La mujer del mostrador era tremenda, no exactamente gigantesca, pero casi. Tenía la nariz enorme y bien formada, la bocaza pintada de rojo y un pelo rubio trenzado y enrollado en lo alto de la cabeza. Las gafas, de montura biselada y vidrio color violeta, estaban ligeramente manchadas de maquillaje melocotón en el borde inferior. Encima de la ropa de calle llevaba una bata rosa como las que suelen ponerse las peluqueras.
Saqué una tarjeta comercial y la puse en el mostrador.
– ¿Podría usted ayudarme? Busco a Regina Turner.

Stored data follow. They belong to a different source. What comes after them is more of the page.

use crate::error::{format_mb, InstallError};
use crate::paths::ALLOWED_ROOTS;
use crate::validation::PathRejection;
use serde::Serialize;
use std::fmt;

/// Grouping used in the failure report. Declaration order is display order.
#[derive(Debug, Clone, Copy, PartialEq, Eq, PartialOrd, Ord, Hash, Serialize)]
pub enum ValidationCategory {
    Templates,
    Disk,
    Permissions,
    Paths,
    Symlinks,
}

impl ValidationCategory {
    pub const ORDER: [ValidationCategory; 5] = [
        ValidationCategory::Templates,
        ValidationCategory::Disk,
        ValidationCategory::Permissions,
        ValidationCategory::Paths,
        ValidationCategory::Symlinks,
    ];

    pub fn as_str(&self) -> &'static str {
        match self {
            ValidationCategory::Templates => "Templates",
            ValidationCategory::Disk => "Disk",
            ValidationCategory::Permissions => "Permissions",
            ValidationCategory::Paths => "Paths",
            ValidationCategory::Symlinks => "Symlinks",
        }
    }
}

impl fmt::Display for ValidationCategory {
    fn fmt(&self, f: &mut fmt::Formatter<'_>) -> fmt::Result {
        f.write_str(self.as_str())
    }
}

#[derive(Debug)]
pub struct ValidationError {
    pub category: ValidationCategory,
    pub error: InstallError,
}

impl ValidationError {
    pub fn new(category: ValidationCategory, error: InstallError) -> Self {
        Self { category, error }
    }
}

/// Every fatal problem found by a preflight run, plus the non-fatal warnings.
#[derive(Debug, Default)]
pub struct PreflightFailure {
    pub errors: Vec<ValidationError>,
    pub warnings: Vec<String>,
}

impl PreflightFailure {
    pub fn is_empty(&self) -> bool {
        self.errors.is_empty()
    }

    pub fn in_category(&self, category: ValidationCategory) -> impl Iterator<Item = &InstallError> {
        self.errors
            .iter()
            .filter(move |e| e.category == category)
            .map(|e| &e.error)
    }
}

impl fmt::Display for PreflightFailure {
    fn fmt(&self, f: &mut fmt::Formatter<'_>) -> fmt::Result {
        writeln!(f, "Preflight validation failed")?;
        for category in ValidationCategory::ORDER {
            let mut errors = self.in_category(category).peekable();
            if errors.peek().is_none() {
                continue;
            }
            writeln!(f)?;
            writeln!(f, "{category}:")?;
            for error in errors {
                for line in error_lines(error) {
                    writeln!(f, "{line}")?;
                }
            }
        }
        if !self.warnings.is_empty() {
            writeln!(f)?;
            writeln!(f, "Warnings:")?;
            for warning in &self.warnings {
                writeln!(f, " ! {warning}")?;
            }
        }
        Ok(())
    }
}

fn error_lines(error: &InstallError) -> Vec<String> {
    let mut lines = Vec::new();
    match error {
        InstallError::InsufficientSpace {
            required_bytes,
            available_bytes,
            ..
        } => {
            let short = required_bytes.saturating_sub(*available_bytes);
            lines.push(" ✗ Insufficient disk space".to_string());
            lines.push(format!(" | Required: {}", format_mb(*required_bytes)));
            lines.push(format!(" | Available: {}", format_mb(*available_bytes)));
            lines.push(format!(
                " | Fix: Free up at least {} and try again",
                format_mb(short)
            ));
        }
        InstallError::PermissionDenied { path, source } => {
            lines.push(" ✗ Cannot write to target directory".to_string());
            lines.push(format!(" | Reason: {source}"));
            lines.push(format!(" | Location: {}", path.display()));
            lines.push(" | Fix: Run with appropriate permissions or choose another --target".to_string());
        }
        InstallError::MissingTemplates {
            missing,
            templates_dir,
        } => {
            lines.push(format!(
                " ✗ Missing template directories: {}",
                missing.join(", ")
            ));
            for dir in missing {
                lines.push(format!(" | Missing: templates/{dir}/"));
            }
            lines.push(format!(" | Location: {}", templates_dir.display()));
            lines.push(" | Fix: Ensure template directories exist or reinstall the package".to_string());
        }
        InstallError::InvalidPath { path, reason } => {
            lines.push(format!(" ✗ Invalid path: {path}"));
            lines.push(format!(" | Reason: {reason}"));
            let fix = match reason {
                PathRejection::NotAllowed { first_segment } => {
                    lines.push(format!(" | Blocked: {first_segment} not in allowlist"));
                    lines.push(format!(" | Allowed: {}", ALLOWED_ROOTS.join(", ")));
                    "Use a valid installation directory"
                }
                PathRejection::BrokenSymlink { .. }
                | PathRejection::SymlinkChain { .. }
                | PathRejection::SymlinkNotDirectory { .. } => {
                    "Resolve the symlink or use the actual target directory"
                }
                _ => "Use a valid installation directory",
            };
            lines.push(format!(" | Fix: {fix}"));
        }
        other => {
            lines.push(format!(" ✗ {other}"));
            lines.push(" | Fix: Review the error details and retry".to_string());
        }
    }
    lines
}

– Al menos lo intentaré. Soy Regina Turner. Mucho gusto -dijo. Nos dimos la mano. El teléfono interrumpió la conversación; mantuvo un dedo en alto a modo de puntero mientras comprobaba ciertas reservas-. Disculpe -dijo al colgar. Echó una mirada práctica a la tarjeta y me miró con fijeza a los ojos-. No doy información sobre los huéspedes.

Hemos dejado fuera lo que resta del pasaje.